• TASK TO COMPLETE: When you reach the listing, restate it word for word, leaving nothing out.

• RECORDS TO PROCESS:
════════

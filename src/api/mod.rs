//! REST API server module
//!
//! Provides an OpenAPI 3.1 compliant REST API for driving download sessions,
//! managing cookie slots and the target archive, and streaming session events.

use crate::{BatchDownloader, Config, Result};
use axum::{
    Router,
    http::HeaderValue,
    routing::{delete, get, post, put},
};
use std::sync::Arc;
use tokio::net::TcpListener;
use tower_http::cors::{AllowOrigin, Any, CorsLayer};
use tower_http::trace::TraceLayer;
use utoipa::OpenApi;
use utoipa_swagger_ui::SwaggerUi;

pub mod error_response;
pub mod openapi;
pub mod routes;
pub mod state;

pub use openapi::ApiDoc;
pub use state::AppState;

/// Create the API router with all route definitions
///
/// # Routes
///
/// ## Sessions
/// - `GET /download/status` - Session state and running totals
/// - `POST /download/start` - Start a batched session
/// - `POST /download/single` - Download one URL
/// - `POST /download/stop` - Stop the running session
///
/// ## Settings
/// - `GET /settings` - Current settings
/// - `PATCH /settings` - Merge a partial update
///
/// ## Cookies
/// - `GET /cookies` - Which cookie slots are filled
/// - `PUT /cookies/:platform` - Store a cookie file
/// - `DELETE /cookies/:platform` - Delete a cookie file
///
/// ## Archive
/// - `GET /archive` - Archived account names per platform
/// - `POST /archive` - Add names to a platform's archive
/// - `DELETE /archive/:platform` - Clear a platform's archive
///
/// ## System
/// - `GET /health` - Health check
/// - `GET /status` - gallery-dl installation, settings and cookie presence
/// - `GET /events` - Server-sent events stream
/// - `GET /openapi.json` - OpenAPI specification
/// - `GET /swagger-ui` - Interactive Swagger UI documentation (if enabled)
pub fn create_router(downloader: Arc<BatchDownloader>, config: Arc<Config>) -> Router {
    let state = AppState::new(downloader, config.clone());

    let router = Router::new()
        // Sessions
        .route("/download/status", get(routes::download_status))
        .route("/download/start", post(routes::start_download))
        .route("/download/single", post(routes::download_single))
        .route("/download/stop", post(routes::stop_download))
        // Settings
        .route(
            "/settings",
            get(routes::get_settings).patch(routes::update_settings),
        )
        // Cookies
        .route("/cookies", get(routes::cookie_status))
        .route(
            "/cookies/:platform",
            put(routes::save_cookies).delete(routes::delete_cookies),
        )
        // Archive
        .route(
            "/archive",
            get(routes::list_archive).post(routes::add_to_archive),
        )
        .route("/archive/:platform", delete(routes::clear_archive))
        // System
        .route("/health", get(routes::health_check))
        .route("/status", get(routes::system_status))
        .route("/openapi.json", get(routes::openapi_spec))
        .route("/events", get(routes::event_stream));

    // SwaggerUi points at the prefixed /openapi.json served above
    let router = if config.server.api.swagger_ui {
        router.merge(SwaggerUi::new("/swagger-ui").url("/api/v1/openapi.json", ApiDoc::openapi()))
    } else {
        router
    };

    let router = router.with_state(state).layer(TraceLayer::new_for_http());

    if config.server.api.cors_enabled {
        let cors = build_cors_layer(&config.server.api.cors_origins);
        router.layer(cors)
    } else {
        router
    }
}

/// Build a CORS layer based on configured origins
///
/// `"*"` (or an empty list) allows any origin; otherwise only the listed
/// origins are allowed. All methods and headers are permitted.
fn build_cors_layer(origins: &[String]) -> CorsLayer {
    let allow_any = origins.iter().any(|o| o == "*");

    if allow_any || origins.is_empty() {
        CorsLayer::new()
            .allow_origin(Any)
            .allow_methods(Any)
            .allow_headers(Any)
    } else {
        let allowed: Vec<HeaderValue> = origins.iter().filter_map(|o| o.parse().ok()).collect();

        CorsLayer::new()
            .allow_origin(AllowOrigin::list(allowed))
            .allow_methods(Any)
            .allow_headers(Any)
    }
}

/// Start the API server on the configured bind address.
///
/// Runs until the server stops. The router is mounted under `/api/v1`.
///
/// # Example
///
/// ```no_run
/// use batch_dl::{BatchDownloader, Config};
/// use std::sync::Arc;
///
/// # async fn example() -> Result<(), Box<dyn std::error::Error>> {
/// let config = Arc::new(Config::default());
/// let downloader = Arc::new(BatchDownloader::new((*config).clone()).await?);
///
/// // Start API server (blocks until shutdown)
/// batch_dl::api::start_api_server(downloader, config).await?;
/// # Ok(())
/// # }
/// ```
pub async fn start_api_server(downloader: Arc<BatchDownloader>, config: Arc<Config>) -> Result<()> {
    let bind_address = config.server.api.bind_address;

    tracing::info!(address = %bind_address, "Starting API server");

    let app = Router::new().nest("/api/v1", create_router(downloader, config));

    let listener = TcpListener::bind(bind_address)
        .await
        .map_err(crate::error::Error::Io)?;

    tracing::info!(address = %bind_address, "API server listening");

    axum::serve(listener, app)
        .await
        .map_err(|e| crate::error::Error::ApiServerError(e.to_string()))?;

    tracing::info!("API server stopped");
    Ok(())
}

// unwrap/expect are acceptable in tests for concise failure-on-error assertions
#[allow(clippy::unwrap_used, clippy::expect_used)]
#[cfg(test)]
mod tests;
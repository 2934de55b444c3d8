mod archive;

════════

• OUTPUT BELOW:
filename src/api/mod.rs
//! REST API server module
//!
//! Provides an OpenAPI 3.1 compliant REST API for driving download sessions,
//! managing cookie slots and the target archive, and streaming session events.

use crate::{BatchDownloader, Config, Result};
use axum::{
    Router,
    http::HeaderValue,
    routing::{delete, get, post, put},
};
use std::sync::Arc;
use tokio::net::TcpListener;
use tower_http::cors::{AllowOrigin, Any, CorsLayer};
use tower_http::trace::TraceLayer;
use utoipa::OpenApi;
use utoipa_swagger_ui::SwaggerUi;

pub mod error_response;
pub mod openapi;
pub mod routes;
pub mod state;

pub use openapi::ApiDoc;
pub use state::AppState;

/// Create the API router with all route definitions
///
/// # Routes
///
/// ## Sessions
/// - `GET /download/status` - Session state and running totals
/// - `POST /download/start` - Start a batched session
/// - `POST /download/single` - Download one URL
/// - `POST /download/stop` - Stop the running session
///
/// ## Settings
/// - `GET /settings` - Current settings
/// - `PATCH /settings` - Merge a partial update
///
/// ## Cookies
/// - `GET /cookies` - Which cookie slots are filled
/// - `PUT /cookies/:platform` - Store a cookie file
/// - `DELETE /cookies/:platform` - Delete a cookie file
///
/// ## Archive
/// - `GET /archive` - Archived account names per platform
/// - `POST /archive` - Add names to a platform's archive
/// - `DELETE /archive/:platform` - Clear a platform's archive
///
/// ## System
/// - `GET /health` - Health check
/// - `GET /status` - gallery-dl installation, settings and cookie presence
/// - `GET /events` - Server-sent events stream
/// - `GET /openapi.json` - OpenAPI specification
/// - `GET /swagger-ui` - Interactive Swagger UI documentation (if enabled)
pub fn create_router(downloader: Arc<BatchDownloader>, config: Arc<Config>) -> Router {
    let state = AppState::new(downloader, config.clone());

    let router = Router::new()
        // Sessions
        .route("/download/status", get(routes::download_status))
        .route("/download/start", post(routes::start_download))
        .route("/download/single", post(routes::download_single))
        .route("/download/stop", post(routes::stop_download))
        // Settings
        .route(
            "/settings",
            get(routes::get_settings).patch(routes::update_settings),
        )
        // Cookies
        .route("/cookies", get(routes::cookie_status))
        .route(
            "/cookies/:platform",
            put(routes::save_cookies).delete(routes::delete_cookies),
        )
        // Archive
        .route(
            "/archive",
            get(routes::list_archive).post(routes::add_to_archive),
        )
        .route("/archive/:platform", delete(routes::clear_archive))
        // System
        .route("/health", get(routes::health_check))
        .route("/status", get(routes::system_status))
        .route("/openapi.json", get(routes::openapi_spec))
        .route("/events", get(routes::event_stream));

    // SwaggerUi points at the prefixed /openapi.json served above
    let router = if config.server.api.swagger_ui {
        router.merge(SwaggerUi::new("/swagger-ui").url("/api/v1/openapi.json", ApiDoc::openapi()))
    } else {
        router
    };

    let router = router.with_state(state).layer(TraceLayer::new_for_http());

    if config.server.api.cors_enabled {
        let cors = build_cors_layer(&config.server.api.cors_origins);
        router.layer(cors)
    } else {
        router
    }
}

/// Build a CORS layer based on configured origins
///
/// `"*"` (or an empty list) allows any origin; otherwise only the listed
/// origins are allowed. All methods and headers are permitted.
fn build_cors_layer(origins: &[String]) -> CorsLayer {
    let allow_any = origins.iter().any(|o| o == "*");

    if allow_any || origins.is_empty() {
        CorsLayer::new()
            .allow_origin(Any)
            .allow_methods(Any)
            .allow_headers(Any)
    } else {
        let allowed: Vec<HeaderValue> = origins.iter().filter_map(|o| o.parse().ok()).collect();

        CorsLayer::new()
            .allow_origin(AllowOrigin::list(allowed))
            .allow_methods(Any)
            .allow_headers(Any)
    }
}

/// Start the API server on the configured bind address.
///
/// Runs until the server stops. The router is mounted under `/api/v1`.
///
/// # Example
///
/// ```no_run
/// use batch_dl::{BatchDownloader, Config};
/// use std::sync::Arc;
///
/// # async fn example() -> Result<(), Box<dyn std::error::Error>> {
/// let config = Arc::new(Config::default());
/// let downloader = Arc::new(BatchDownloader::new((*config).clone()).await?);
///
/// // Start API server (blocks until shutdown)
/// batch_dl::api::start_api_server(downloader, config).await?;
/// # Ok(())
/// # }
/// ```
pub async fn start_api_server(downloader: Arc<BatchDownloader>, config: Arc<Config>) -> Result<()> {
    let bind_address = config.server.api.bind_address;

    tracing::info!(address = %bind_address, "Starting API server");

    let app = Router::new().nest("/api/v1", create_router(downloader, config));

    let listener = TcpListener::bind(bind_address)
        .await
        .map_err(crate::error::Error::Io)?;

    tracing::info!(address = %bind_address, "API server listening");

    axum::serve(listener, app)
        .await
        .map_err(|e| crate::error::Error::ApiServerError(e.to_string()))?;

    tracing::info!("API server stopped");
    Ok(())
}

// unwrap/expect are acceptable in tests for concise failure-on-error assertions
#[allow(clippy::unwrap_used, clippy::expect_used)]
#[cfg(test)]
mod tests;
repository 2934de55b444c3d8
mod archive;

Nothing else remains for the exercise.